If a bacteria reproduced every 5 minutes and you start with one at noon, how many will you have after one hour?
I will assume by "reproduced every 5 minutes"
you mean "double every 5 minutes)
so in one hour we would have a "doubling" taking place 12 times
noon -- 1
5 minutes later -- 2 , or 2^1 --- first doubling
10 minutes later --4 or 2^2 --- 2nd doubling
..
60 minutes later ---2^12 ------15th doubling
2^12 = 4096
over 4,000 germs.
To get the answer to this question, we need to figure out how many times the bacteria would reproduce in one hour.
Since the bacteria reproduces every 5 minutes, there are 60 minutes in an hour, so there would be 60 / 5 = 12 intervals of 5 minutes in an hour.
Now, let's calculate how the number of bacteria would increase at each interval:
- At the start, there is 1 bacteria.
- After the first 5 minutes, the bacteria reproduces and there are 2 bacteria (the original one, plus a copy).
- After 10 minutes, each of the 2 bacteria reproduces, resulting in 4 bacteria.
- After 15 minutes, each of the 4 bacteria reproduces, resulting in 8 bacteria.
- And so on, until the end of the hour.
We can see that the number of bacteria is doubling at each 5-minute interval.

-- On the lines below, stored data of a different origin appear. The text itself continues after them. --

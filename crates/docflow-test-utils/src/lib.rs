//! Testing utilities for the docflow workspace
//!
//! Shared in-memory fakes for every collaborator trait, plus fixture
//! builders for contexts and payloads.

#![allow(missing_docs)]

pub mod navigation;
pub mod transaction;

pub use navigation::{FakeAppStateService, FakeShellServices};
pub use transaction::{
    FakeActionMetadata, FakeCollaborationService, FakeDraftSiblingAlgorithm, FakeListBinding,
    FakeMessageHandler, FakeNavigationListener, FakeTransactionService, NavCall,
};

use docflow_model::{DocPath, DocumentContext, DocumentFlags};
use docflow_navigation::SemanticPayload;
use docflow_transaction::FlowServices;
use std::str::FromStr;
use std::sync::Arc;

/// Active document context at `path`
#[must_use]
pub fn active_context(path: &str) -> DocumentContext {
    DocumentContext::new(DocPath::from_str(path).unwrap(), entity_set_of(path))
        .with_flags(DocumentFlags::active())
}

/// Draft context (with an active sibling) at `path`
#[must_use]
pub fn draft_context(path: &str) -> DocumentContext {
    DocumentContext::new(DocPath::from_str(path).unwrap(), entity_set_of(path))
        .with_flags(DocumentFlags::draft_of_active())
}

/// New draft context (no active sibling yet) at `path`
#[must_use]
pub fn new_draft_context(path: &str) -> DocumentContext {
    DocumentContext::new(DocPath::from_str(path).unwrap(), entity_set_of(path))
        .with_flags(DocumentFlags::new_draft())
}

fn entity_set_of(path: &str) -> String {
    let last = path.rsplit('/').next().unwrap_or(path);
    last.split('(').next().unwrap_or(last).to_string()
}

/// Payload over a fixed list of semantic objects
#[must_use]
pub fn payload_with_objects(semantic_objects: &[&str]) -> SemanticPayload {
    SemanticPayload::new(
        semantic_objects.iter().map(|s| (*s).to_string()).collect(),
        "com.example.EntityType",
    )
}

/// Handles to the individual fakes bundled into a [`FlowServices`]
pub struct FakeServiceHandles {
    pub transaction: Arc<FakeTransactionService>,
    pub navigation: Arc<FakeNavigationListener>,
    pub messages: Arc<FakeMessageHandler>,
    pub collaboration: Arc<FakeCollaborationService>,
    pub metadata: Arc<FakeActionMetadata>,
    pub draft_sibling: Arc<FakeDraftSiblingAlgorithm>,
}

/// Build a [`FlowServices`] bundle over fresh fakes, keeping the handles
#[must_use]
pub fn fake_flow_services() -> (FlowServices, FakeServiceHandles) {
    let handles = FakeServiceHandles {
        transaction: Arc::new(FakeTransactionService::new()),
        navigation: Arc::new(FakeNavigationListener::new()),
        messages: Arc::new(FakeMessageHandler::new()),
        collaboration: Arc::new(FakeCollaborationService::new()),
        metadata: Arc::new(FakeActionMetadata::new()),
        draft_sibling: Arc::new(FakeDraftSiblingAlgorithm::new()),
    };
    let services = FlowServices {
        transaction: handles.transaction.clone(),
        navigation: handles.navigation.clone(),
        messages: handles.messages.clone(),
        collaboration: handles.collaboration.clone(),
        metadata: handles.metadata.clone(),
        draft_sibling: handles.draft_sibling.clone(),
    };
    (services, handles)
}
//! docflow lifecycle
//!
//! The draft/sticky session rules:
//! - Pure edit-mode and draft-status transition tables
//! - Sibling context resolution with path remapping
//!
//! The transaction orchestrator drives these rules; nothing here performs
//! I/O beyond the draft sibling collaborator.

#![warn(unreachable_pub)]
#![allow(missing_docs)]

pub mod error;
pub mod sibling;
pub mod state;

// Re-exports for convenience
pub use error::LifecycleError;
pub use sibling::{remap_path, DraftSiblingAlgorithm, SiblingResolver};
pub use state::{
    allowed_draft_transitions, allowed_edit_transitions, validate_draft_transition,
    validate_edit_transition,
};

Since there are 12 intervals in an hour, the bacteria population would double 12 times.
To calculate the final number of bacteria after one hour, we can use the formula: Final number of bacteria = Initial number of bacteria * 2^(number of doublings).
In this case, the initial number of bacteria is 1, and the number of doublings is 12. Substituting these values into the formula:
Final number of bacteria = 1 * 2^12 = 1 * 4096 = 4096.
So, after one hour, starting with one bacteria that reproduces every 5 minutes, you would have 4096 bacteria.